Das kann nicht der Maßstab der Überlegung sein bei der Behandlung von Anträgen im Bundestag. Die Ampel-Reste haben keine Mehrheit mehr. Also sollten sich doch jetzt SPD und Grüne überlegen, ob sie nicht unseren Vorschlägen zustimmen können.
Auch wenn das verfassungsrechtlich nichts ändert: Bringen Sie einen Antrag ein, wonach der Bundestag dem Kanzler offiziell das „Misstrauen“ ausspricht?
Das steht zurzeit nicht zur Debatte. Wir fordern den Bundeskanzler auf, in der nächsten Sitzungswoche die Vertrauensfrage zu stellen. Der demokratische Anstand gebietet, ihm diese Bedenkzeit zu geben.
Sie werden CSU-Spitzenkandidat. Wahlziel: Minister unter Merz zu werden?
Ich will die Liste der CSU anführen und ein maximal starkes Ergebnis für die CSU erreichen. Alle anderen Fragen werden besprochen, wenn wir die die nächste Bundestagswahl erfolgreich bestritten haben.
Springt Söder doch noch ins Berliner Kabinett?
Markus Söder hat mehrfach deutlich gesagt, dass er Parteivorsitzender und Ministerpräsident bleiben wird.
Aus der Landespolitik kündigt FW-Chef Aiwanger seine Kandidatur an. Sollte er dafür jetzt als Minister oder wenigstens Vize-Ministerpräsident zurücktreten?
Ich würde Hubert Aiwanger vor allem raten, dass er auf seine Bundestagskandidatur verzichtet. Es ist vollkommen sinnlos, die Freien Wähler werden nicht einziehen. Seine Kandidatur ist nicht mehr als ein vorgezogener Faschingsscherz.
Wissing bleibt nach Ampel-Bruch Minister: „Verrat an seiner Partei“
Volker Wissing bleibt Minister, parteilos.

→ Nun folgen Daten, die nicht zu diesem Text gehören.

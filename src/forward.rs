//! Post-handshake relaying. Server-to-client chunks pass through the state
//! machine's forwarding relay; client-to-server writes are acknowledged back
//! to it for flow-control accounting.

use std::{
    sync::{
        Arc,
        atomic::{AtomicU64, Ordering},
    },
    time::Duration,
};

use easy_error::{Error, ResultExt, bail};
use tokio::{io::{AsyncReadExt, AsyncWriteExt}, time::Instant};
use tokio_util::sync::CancellationToken;
use tracing::debug;

use crate::{
    handshake::{HandshakeState, Socks5Handshake, StreamOp},
    stream::IoStream,
};

const BUFFER_SIZE: usize = 65536;

/// Byte counters for one relayed connection.
#[derive(Debug, Default)]
pub struct RelayStats {
    client_to_server: AtomicU64,
    server_to_client: AtomicU64,
}

impl RelayStats {
    pub fn client_to_server(&self) -> u64 {
        self.client_to_server.load(Ordering::Relaxed)
    }

    pub fn server_to_client(&self) -> u64 {
        self.server_to_client.load(Ordering::Relaxed)
    }

    fn incr_client_to_server(&self, n: usize) {
        self.client_to_server.fetch_add(n as u64, Ordering::Relaxed);
    }

    fn incr_server_to_client(&self, n: usize) {
        self.server_to_client.fetch_add(n as u64, Ordering::Relaxed);
    }
}

/// Shuttle bytes both ways until EOF on both sides, an error, idle timeout,
/// or cancellation. `hs` must have completed its handshake.
pub async fn relay(
    mut hs: Socks5Handshake,
    mut server: Box<dyn IoStream>,
    mut client: Box<dyn IoStream>,
    stats: Arc<RelayStats>,
    idle_timeout: Duration,
    token: CancellationToken,
) -> Result<(), Error> {
    if hs.state() != HandshakeState::Forwarding {
        bail!("relay requires a completed handshake, state is {:?}", hs.state());
    }
    let mut cbuf = vec![0u8; BUFFER_SIZE];
    let mut sbuf = vec![0u8; BUFFER_SIZE];
    let mut interval = tokio::time::interval(Duration::from_secs(1));
    let mut last_activity = Instant::now();
    let mut client_open = true;
    let mut server_open = true;

    while client_open || server_open {
        tokio::select! {
            r = client.read(&mut cbuf), if client_open => {
                let len = r.context("read from client")?;
                if len == 0 {
                    client_open = false;
                    server.shutdown().await.context("shutdown server")?;
                } else {
                    server.write_all(&cbuf[..len]).await.context("write to server")?;
                    server.flush().await.context("flush server")?;
                    if let Some(acked) = hs.write_completed(len) {
                        stats.incr_client_to_server(acked);
                    }
                    last_activity = Instant::now();
                }
            }
            r = server.read(&mut sbuf), if server_open => {
                let len = r.context("read from server")?;
                if len == 0 {
                    server_open = false;
                    client.shutdown().await.context("shutdown client")?;
                } else {
                    match hs.bytes_received(&sbuf[..len])? {
                        StreamOp::Relay(data) => {
                            client.write_all(&data).await.context("write to client")?;
                            client.flush().await.context("flush client")?;
                            stats.incr_server_to_client(data.len());
                        }
                        other => bail!("unexpected relay step: {:?}", other),
                    }
                    last_activity = Instant::now();
                }
            }
            _ = token.cancelled() => bail!("relay cancelled"),
            _ = interval.tick() => {
                if last_activity.elapsed() > idle_timeout {
                    bail!("idle timeout")
                }
            }
        }
    }
    debug!(
        "relay for {} finished, client to server {} bytes, server to client {} bytes",
        hs.target(),
        stats.client_to_server(),
        stats.server_to_client()
    );
    Ok(())
}

#[cfg(test)]
mod tests {
    use super::*;
    use test_log::test;
    use tokio::io::duplex;

    fn forwarding(target: &str) -> Socks5Handshake {
        let mut hs = Socks5Handshake::new(target.parse().unwrap());
        hs.open_connection().unwrap();
        hs.connected().unwrap();
        hs.bytes_received(&[5, 0]).unwrap();
        hs.bytes_received(&[5, 0, 0, 1, 0]).unwrap();
        assert_eq!(hs.bytes_received(&[0, 0, 0, 0, 0]).unwrap(), StreamOp::Ready);
        hs
    }

    #[test(tokio::test)]
    async fn relay_passes_bytes_both_ways() {
        let (client_end, mut local) = duplex(1024);
        let (server_end, mut remote) = duplex(1024);
        let stats = Arc::new(RelayStats::default());
        let task = tokio::spawn(relay(
            forwarding("example.com:80"),
            Box::new(server_end),
            Box::new(client_end),
            stats.clone(),
            Duration::from_secs(60),
            CancellationToken::new(),
        ));

        local.write_all(b"ping").await.unwrap();
        let mut buf = [0u8; 4];
        remote.read_exact(&mut buf).await.unwrap();
        assert_eq!(&buf, b"ping");

        remote.write_all(b"pong!").await.unwrap();
        let mut buf = [0u8; 5];
        local.read_exact(&mut buf).await.unwrap();
        assert_eq!(&buf, b"pong!");

        drop(local);
        drop(remote);
        task.await.unwrap().unwrap();
        assert_eq!(stats.client_to_server(), 4);
        assert_eq!(stats.server_to_client(), 5);
    }

    #[test(tokio::test)]
    async fn relay_rejects_unfinished_handshake() {
        let (client_end, _local) = duplex(64);
        let (server_end, _remote) = duplex(64);
        let hs = Socks5Handshake::new("example.com:80".parse().unwrap());
        let err = relay(
            hs,
            Box::new(server_end),
            Box::new(client_end),
            Arc::new(RelayStats::default()),
            Duration::from_secs(60),
            CancellationToken::new(),
        )
        .await
        .unwrap_err();
        assert!(err.to_string().contains("completed handshake"));
    }

    #[test(tokio::test)]
    async fn relay_stops_on_cancellation() {
        let (client_end, _local) = duplex(64);
        let (server_end, _remote) = duplex(64);
        let token = CancellationToken::new();
        token.cancel();
        let err = relay(
            forwarding("example.com:80"),
            Box::new(server_end),
            Box::new(client_end),
            Arc::new(RelayStats::default()),
            Duration::from_secs(60),
            token,
        )
        .await
        .unwrap_err();
        assert!(err.to_string().contains("cancelled"));
    }

    #[test(tokio::test(start_paused = true))]
    async fn relay_stops_when_idle() {
        let (client_end, _local) = duplex(64);
        let (server_end, _remote) = duplex(64);
        let err = relay(
            forwarding("example.com:80"),
            Box::new(server_end),
            Box::new(client_end),
            Arc::new(RelayStats::default()),
            Duration::from_secs(3),
            CancellationToken::new(),
        )
        .await
        .unwrap_err();
        assert!(err.to_string().contains("idle timeout"));
    }
}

Ist das staatstragende Pflichterfüllung oder prinzipienlose Dienstwagensucht?
In erster Linie ist es Verrat an seiner Partei, die ihn jahrzehntelang getragen hat. Da ist etwas gehörig schief gelaufen in der FDP. Mein ohnehin nicht so ausgeprägter Respekt gegenüber Herrn Wissing ist restlos verloren.
Wenn Sie im Bundestag Christian Lindner über den Weg laufen – ist er Freund oder Feind?
Im Bundestag ist er ein demokratischer Wettbewerber und wir begegnen uns freundlich. Das war auch in der Vergangenheit so. Die verbale Brutalität mit den persönlichen Herabsetzungen zwischen Scholz und Lindner in den vergangenen Tagen, vor allem von Seiten des Kanzlers, finde nicht nur ich befremdlich.